Così, secondo quanto scrive Bloomberg, una scommessa da appena cinque milioni di euro sui cds relativi al debito subordinato di Deutsche Bank ha spazzato via oltre 30 miliardi di valore azionario delle banche europee. E i fondi speculativi che hanno innescato il movimento ne hanno beneficiato molto, pur rischiando molto poco. In sostanza, come raccontato dal Corriere venerdì stesso, si è trattato di un’operazione di pochi, per pochi, a danno di molti. Ma permessa dalla distrazione e dalle omissioni delle autorità, perché in questo la lezione del crollo di Lehman Brothers è passata senza lasciare traccia. La crisi del 2008, in particolare, non ha insegnato che è pericoloso permettere a chi non detiene esposizione diretta su una banca di detenerne invece i cds: è come essere assicurati sulla vita di un altro, con tutti gli incentivi perversi che ciò implica.
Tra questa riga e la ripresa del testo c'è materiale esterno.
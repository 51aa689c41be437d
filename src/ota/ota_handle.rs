//! Runs OTA transfers as cancellable background tasks.
//!
//! Each accepted request gets its own tokio task and a child of the shutdown
//! token. Events flow over an mpsc channel to whoever publishes them; the
//! handle never touches the transport itself.
//!
//! ```text
//! submit(payload) ──► [transfer task] ──OtaEvent──► mpsc ──► event/ota
//!        │                  ▲
//!        └── cancels previous transfer first
//! ```

use std::sync::Arc;
use std::time::Duration;
use tokio::sync::mpsc;
use tokio::task::JoinHandle;
use tokio_util::sync::CancellationToken;
use tracing::{debug, error, info, warn};

use super::event::OtaEvent;
use super::request::{OtaRejection, OtaRequest, TransferPlan};
use super::transfer::OtaTransfer;
use crate::config::OtaSettings;
use crate::device::log_buffer::LogRingBuffer;

#[derive(Debug, Clone, PartialEq, Eq)]
pub enum TransferOutcome {
    Rejected(OtaRejection),
    Verified { req_id: String, crc: String },
    Aborted { req_id: String },
}

/// Shared by every transfer task
#[derive(Debug)]
pub struct TransferContext {
    pub pacing: Duration,
    pub events: mpsc::Sender<OtaEvent>,
    pub log: Arc<LogRingBuffer>,
    pub shutdown: CancellationToken,
}

impl TransferContext {
    pub fn new(
        settings: &OtaSettings,
        events: mpsc::Sender<OtaEvent>,
        log: Arc<LogRingBuffer>,
        shutdown: CancellationToken,
    ) -> Self {
        Self {
            pacing: Duration::from_millis(settings.pacing_ms),
            events,
            log,
            shutdown,
        }
    }

    async fn emit(&self, event: OtaEvent) {
        if let Err(e) = self.events.send(event).await {
            warn!("OTA event dropped, publisher gone: {:?}", e.0.status);
        }
    }

    /// Waits out the pacing delay; `false` when cancelled meanwhile.
    async fn pace(&self, cancel: &CancellationToken) -> bool {
        if self.pacing.is_zero() {
            return !cancel.is_cancelled();
        }
        tokio::select! {
            _ = cancel.cancelled() => false,
            _ = tokio::time::sleep(self.pacing) => true,
        }
    }

    fn abort_detail(&self) -> &'static str {
        if self.shutdown.is_cancelled() {
            "shutdown"
        } else {
            "superseded"
        }
    }
}

/// Validates and runs one transfer to completion, rejection or cancellation.
pub async fn run_transfer(
    payload: &[u8],
    context: &TransferContext,
    cancel: &CancellationToken,
) -> TransferOutcome {
    let request = match OtaRequest::parse(payload) {
        Ok(request) => request,
        Err(rejection) => {
            warn!("OTA request rejected: {}", rejection);
            context.emit(OtaEvent::rejected(&rejection)).await;
            let entry = if rejection.undecodable {
                format!("parse error: {}", rejection.detail)
            } else {
                format!("reject {}", rejection.detail)
            };
            context.log.warn("ota", &entry);
            return TransferOutcome::Rejected(rejection);
        }
    };

    let (started, event) = OtaTransfer::start(TransferPlan::from_request(request));
    let plan = started.plan().clone();
    info!(
        "OTA {} started: {} bytes in {} byte chunks",
        plan.req_id, plan.size, plan.chunk_bytes
    );
    context.emit(event).await;

    let mut transfer = started.begin();
    while !transfer.is_complete() {
        if cancel.is_cancelled() {
            return abort(context, &plan, transfer.processed()).await;
        }
        for mark in transfer.advance() {
            if !context.pace(cancel).await {
                return abort(context, &plan, transfer.processed()).await;
            }
            debug!("OTA {} reached {}%", plan.req_id, mark);
            context.emit(OtaEvent::progress(&plan, mark)).await;
        }
        tokio::task::yield_now().await;
    }

    if !context.pace(cancel).await {
        return abort(context, &plan, transfer.processed()).await;
    }
    let verified = match transfer.verify() {
        Ok(verified) => verified,
        Err(incomplete) => {
            error!(
                "OTA {} stopped at {} of {} bytes",
                plan.req_id,
                incomplete.processed(),
                plan.size
            );
            context.log.error(
                "ota",
                &format!("verify incomplete {}/{}", incomplete.processed(), plan.size),
            );
            return abort(context, &plan, incomplete.processed()).await;
        }
    };
    let crc = verified.crc_hex();
    context.emit(verified.verified_event()).await;
    context
        .log
        .info("ota", &format!("size={} crc={}", plan.size, crc));
    info!("OTA {} verified, crc={}", plan.req_id, crc);

    TransferOutcome::Verified {
        req_id: plan.req_id,
        crc,
    }
}

async fn abort(context: &TransferContext, plan: &TransferPlan, processed: u64) -> TransferOutcome {
    let detail = context.abort_detail();
    warn!(
        "OTA {} aborted ({}) after {} of {} bytes",
        plan.req_id, detail, processed, plan.size
    );
    context.emit(OtaEvent::aborted(plan, detail)).await;
    context
        .log
        .warn("ota", &format!("abort {} at {}/{}", detail, processed, plan.size));
    TransferOutcome::Aborted {
        req_id: plan.req_id.clone(),
    }
}

struct RunningTransfer {
    cancel: CancellationToken,
    task: JoinHandle<TransferOutcome>,
}

/// Owns at most one running transfer at a time
pub struct OtaHandle {
    context: Arc<TransferContext>,
    current: Option<RunningTransfer>,
}

impl OtaHandle {
    pub fn new(context: TransferContext) -> Self {
        Self {
            context: Arc::new(context),
            current: None,
        }
    }

    /// Starts a transfer for `payload`, cancelling and awaiting any previous one first.
    pub async fn submit(&mut self, payload: Vec<u8>) {
        if let Some(previous) = self.current.take() {
            if !previous.task.is_finished() {
                info!("New OTA request supersedes the running transfer");
            }
            previous.cancel.cancel();
            Self::join(previous.task).await;
        }

        let cancel = self.context.shutdown.child_token();
        let token = cancel.clone();
        let context = self.context.clone();
        let task = tokio::spawn(async move { run_transfer(&payload, &context, &token).await });
        self.current = Some(RunningTransfer { cancel, task });
    }

    /// Waits for the current transfer, if any, and returns how it ended.
    pub async fn finish(&mut self) -> Option<TransferOutcome> {
        match self.current.take() {
            Some(running) => Self::join(running.task).await,
            None => None,
        }
    }

    async fn join(task: JoinHandle<TransferOutcome>) -> Option<TransferOutcome> {
        match task.await {
            Ok(outcome) => Some(outcome),
            Err(e) => {
                error!("OTA transfer task failed: {}", e);
                None
            }
        }
    }
}

#[cfg(test)]
mod tests {
    use super::*;
    use crate::ota::event::OtaStatus;

    fn test_context(pacing_ms: u64) -> (TransferContext, mpsc::Receiver<OtaEvent>, Arc<LogRingBuffer>) {
        let (tx, rx) = mpsc::channel(64);
        let log = Arc::new(LogRingBuffer::new("dev1"));
        let context = TransferContext::new(
            &OtaSettings { pacing_ms },
            tx,
            log.clone(),
            CancellationToken::new(),
        );
        (context, rx, log)
    }

    fn drain(rx: &mut mpsc::Receiver<OtaEvent>) -> Vec<OtaEvent> {
        let mut events = Vec::new();
        while let Ok(event) = rx.try_recv() {
            events.push(event);
        }
        events
    }

    #[tokio::test]
    async fn valid_request_emits_full_lifecycle() {
        let (context, mut rx, log) = test_context(0);
        let outcome = run_transfer(
            br#"{"url":"mock.bin","size":4096}"#,
            &context,
            &CancellationToken::new(),
        )
        .await;

        let events = drain(&mut rx);
        let statuses: Vec<OtaStatus> = events.iter().map(|e| e.status).collect();
        assert_eq!(
            statuses,
            vec![
                OtaStatus::Started,
                OtaStatus::Progress,
                OtaStatus::Progress,
                OtaStatus::Progress,
                OtaStatus::Verified
            ]
        );
        let progress: Vec<u8> = events.iter().filter_map(|e| e.progress).collect();
        assert_eq!(progress, vec![0, 25, 50, 75, 100]);
        assert_eq!(events[0].size, Some(4096));
        assert_eq!(events[0].url.as_deref(), Some("mock.bin"));
        assert_eq!(events[4].crc.as_deref(), Some("37C401CD"));

        let req_id = events[0].req_id.clone().unwrap();
        assert!(events.iter().all(|e| e.req_id.as_deref() == Some(req_id.as_str())));
        assert!(matches!(outcome, TransferOutcome::Verified { ref crc, .. } if crc == "37C401CD"));

        let dump = log.dump(false);
        assert_eq!(dump.count, 1);
        assert_eq!(dump.entries[0].msg, "size=4096 crc=37C401CD");
    }

    #[tokio::test]
    async fn identical_parameters_yield_identical_checksums() {
        let (context, mut rx, _) = test_context(0);
        let payload = br#"{"size":5000,"chunkBytes":100}"#;
        run_transfer(payload, &context, &CancellationToken::new()).await;
        run_transfer(payload, &context, &CancellationToken::new()).await;

        let crcs: Vec<String> = drain(&mut rx).into_iter().filter_map(|e| e.crc).collect();
        assert_eq!(crcs.len(), 2);
        assert_eq!(crcs[0], crcs[1]);
    }

    #[tokio::test]
    async fn single_byte_transfer_still_reports_every_milestone() {
        let (context, mut rx, _) = test_context(0);
        run_transfer(br#"{"size":1}"#, &context, &CancellationToken::new()).await;
        let progress: Vec<u8> = drain(&mut rx).iter().filter_map(|e| e.progress).collect();
        assert_eq!(progress, vec![0, 25, 50, 75, 100]);
    }

    #[tokio::test]
    async fn invalid_requests_emit_exactly_one_error() {
        for payload in [
            r#"{"url":"x"}"#,
            r#"{"size":0}"#,
            r#"{"size":-1}"#,
            r#"{"size":"abc"}"#,
            r#"{"size":10,"chunkBytes":"abc"}"#,
            r#"not json"#,
        ] {
            let (context, mut rx, log) = test_context(0);
            let outcome = run_transfer(payload.as_bytes(), &context, &CancellationToken::new()).await;
            assert!(matches!(outcome, TransferOutcome::Rejected(_)), "{payload}");

            let events = drain(&mut rx);
            assert_eq!(events.len(), 1, "{payload}");
            assert_eq!(events[0].status, OtaStatus::Error);
            assert_eq!(events[0].reason.as_deref(), Some("invalid payload"));
            assert!(events[0].detail.is_some());
            assert_eq!(log.len(), 1);
        }
    }

    #[tokio::test]
    async fn rejection_keeps_the_callers_request_id() {
        let (context, mut rx, _) = test_context(0);
        run_transfer(br#"{"reqId":"abc","size":-3}"#, &context, &CancellationToken::new()).await;
        assert_eq!(drain(&mut rx)[0].req_id.as_deref(), Some("abc"));
    }

    #[tokio::test]
    async fn cancelled_transfer_ends_with_an_abort_event() {
        let (context, mut rx, _) = test_context(0);
        let cancel = CancellationToken::new();
        cancel.cancel();
        let outcome = run_transfer(br#"{"reqId":"c1","size":4096}"#, &context, &cancel).await;
        assert_eq!(
            outcome,
            TransferOutcome::Aborted {
                req_id: "c1".to_string()
            }
        );

        let events = drain(&mut rx);
        assert_eq!(events.first().unwrap().status, OtaStatus::Started);
        let last = events.last().unwrap();
        assert_eq!(last.status, OtaStatus::Error);
        assert_eq!(last.reason.as_deref(), Some("aborted"));
        assert_eq!(last.detail.as_deref(), Some("superseded"));
    }

    #[tokio::test]
    async fn new_request_supersedes_running_transfer() {
        let (context, mut rx, _) = test_context(200);
        let mut handle = OtaHandle::new(context);

        handle
            .submit(br#"{"reqId":"first","size":4096}"#.to_vec())
            .await;
        tokio::time::sleep(Duration::from_millis(20)).await;
        handle
            .submit(br#"{"reqId":"second","size":64}"#.to_vec())
            .await;
        let outcome = handle.finish().await;
        assert!(matches!(outcome, Some(TransferOutcome::Verified { ref req_id, .. }) if req_id == "second"));

        let events = drain(&mut rx);
        let first: Vec<&OtaEvent> = events
            .iter()
            .filter(|e| e.req_id.as_deref() == Some("first"))
            .collect();
        assert_eq!(first.last().unwrap().reason.as_deref(), Some("aborted"));
        assert!(first.iter().all(|e| e.status != OtaStatus::Verified));
        assert_eq!(events.last().unwrap().status, OtaStatus::Verified);
        assert_eq!(events.last().unwrap().req_id.as_deref(), Some("second"));
    }

    #[tokio::test]
    async fn shutdown_aborts_in_flight_transfer() {
        let (context, mut rx, _) = test_context(200);
        let shutdown = context.shutdown.clone();
        let mut handle = OtaHandle::new(context);

        handle.submit(br#"{"reqId":"s1","size":4096}"#.to_vec()).await;
        tokio::time::sleep(Duration::from_millis(20)).await;
        shutdown.cancel();

        let outcome = handle.finish().await;
        assert!(matches!(outcome, Some(TransferOutcome::Aborted { .. })));
        let last = drain(&mut rx).pop().unwrap();
        assert_eq!(last.detail.as_deref(), Some("shutdown"));
    }
}
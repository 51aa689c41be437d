use serde::{Deserialize, Serialize};
use std::time::Duration;

/// Broker connection settings
#[derive(Debug, Clone, PartialEq, Serialize, Deserialize)]
#[serde(default)]
pub struct MqttConfig {
    pub host: String,
    pub port: u16,
    pub username: String,
    pub password: String,
    pub keep_alive_secs: u64,
    /// Bounded wait for the first CONNACK after connecting
    pub connect_wait_ms: u64,
    /// Bounded wait for the broker to acknowledge a confirmed publish
    pub ack_timeout_ms: u64,
    pub request_capacity: usize,
    pub retry: RetryPolicy,
}

impl Default for MqttConfig {
    fn default() -> Self {
        Self {
            host: "10.0.0.4".to_string(),
            port: 1883,
            username: "dev1".to_string(),
            password: "dev1pass".to_string(),
            keep_alive_secs: 30,
            connect_wait_ms: 5_000,
            ack_timeout_ms: 5_000,
            request_capacity: 100,
            retry: RetryPolicy::default(),
        }
    }
}

/// What the event loop does after the connection dropped
#[derive(Debug, Clone, Copy, PartialEq, Eq, Serialize, Deserialize)]
#[serde(tag = "mode", rename_all = "snake_case")]
pub enum RetryPolicy {
    /// Single attempt; the event loop ends on the first connection error
    Never,
    Fixed { delay_ms: u64 },
    Backoff { initial_ms: u64, max_ms: u64 },
}

impl Default for RetryPolicy {
    fn default() -> Self {
        RetryPolicy::Backoff {
            initial_ms: 1_000,
            max_ms: 30_000,
        }
    }
}

impl RetryPolicy {
    /// Delay before reconnect attempt number `attempt` (1 based), `None` to give up.
    pub fn delay(&self, attempt: u32) -> Option<Duration> {
        match *self {
            RetryPolicy::Never => None,
            RetryPolicy::Fixed { delay_ms } => Some(Duration::from_millis(delay_ms)),
            RetryPolicy::Backoff { initial_ms, max_ms } => {
                let factor = 1u64 << attempt.saturating_sub(1).min(16);
                Some(Duration::from_millis(
                    initial_ms.saturating_mul(factor).min(max_ms),
                ))
            }
        }
    }
}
Deutsche Pfandbriefbank e Aareal Bank

Del resto giovedì e venerdì scorso il quadro era ideale per un attacco del genere. L’azzeramento dei bond subordinati e convertibili di Credit Suisse, il weekend precedente, aveva fatto crescere per tutte le banche europee i rendimenti da offrire agli investitori per poterne emettere di nuovi. Subito il mercato si è concentrato su chi avrebbe dovuto farlo a breve: due fragili banche locali tedesche, Deutsche Pfandbriefbank e Aareal Bank, avevano i loro bond in scadenza. Poiché le due avrebbero dovuto comunque rifinanziarsi emettendo altri titoli dello stesso tipo (i cosiddetti “coco”), alcuni hedge fund americani hanno previsto che Pfandbriefbank e Aareal Bank avrebbero preso un’altra strada: invece di rimborsare i detentori, avrebbero trasformato i titoli in obbligazioni perpetue (era comunque legale, in base ai contratti). Ed è ciò che le due hanno fatto perché il costo per loro era comunque minore di quello di emettere nuovi bond.

Gli hedge fund americani

Non era la prima volta che facevano così, quelle due banche relativamente piccole. Ma, con la ferita dei bond di Credit Suisse ancora aperta, alcuni hedge fund americani hanno previsto che la mossa dei due istituti avrebbe spaventato il mercato. Per questo hanno preso di mira Deutsche Bank, prevedendo che la tensione si sarebbe scaricata sui suoi titoli. Per questo giovedì gli hedge fund hanno costruito posizioni ribassiste sulla prima banca tedesca, per guadagnare vendendone le azioni senza possederle. Sempre in serata di giovedì, hanno iniziato a comprare credit default swap sul debito subordinato della stessa Deutsche, il cui prezzo si è dunque impennato.

Il crollo dell’azione

Quando si è diffuso il nervosismo per i coco delle banche tedesche, per gli hedge fund è arrivato il jackpot. Hanno guadagnato dall’aumento del prezzo dei derivati di assicurazione sul default di Deutsche (in parte da loro provocato). Poi hanno guadagnato anche dal crollo dell’azione della grande banca tedesca, quando il mercato ha creduto di capire dalla quotazione in aumento dei Cds che qualcuno temeva il fallimento di Deutsche stessa. Vedremo ora se i regolatori europei si decideranno a proibire l’acquisto di cds su debito che non si possiede: forse il caso Deutsche Bank farà capire la lezione che, dopo Lehman, si è voluto dimenticare. Magari perché troppi interessi di mercato in gioco fanno vacillare anche la memoria.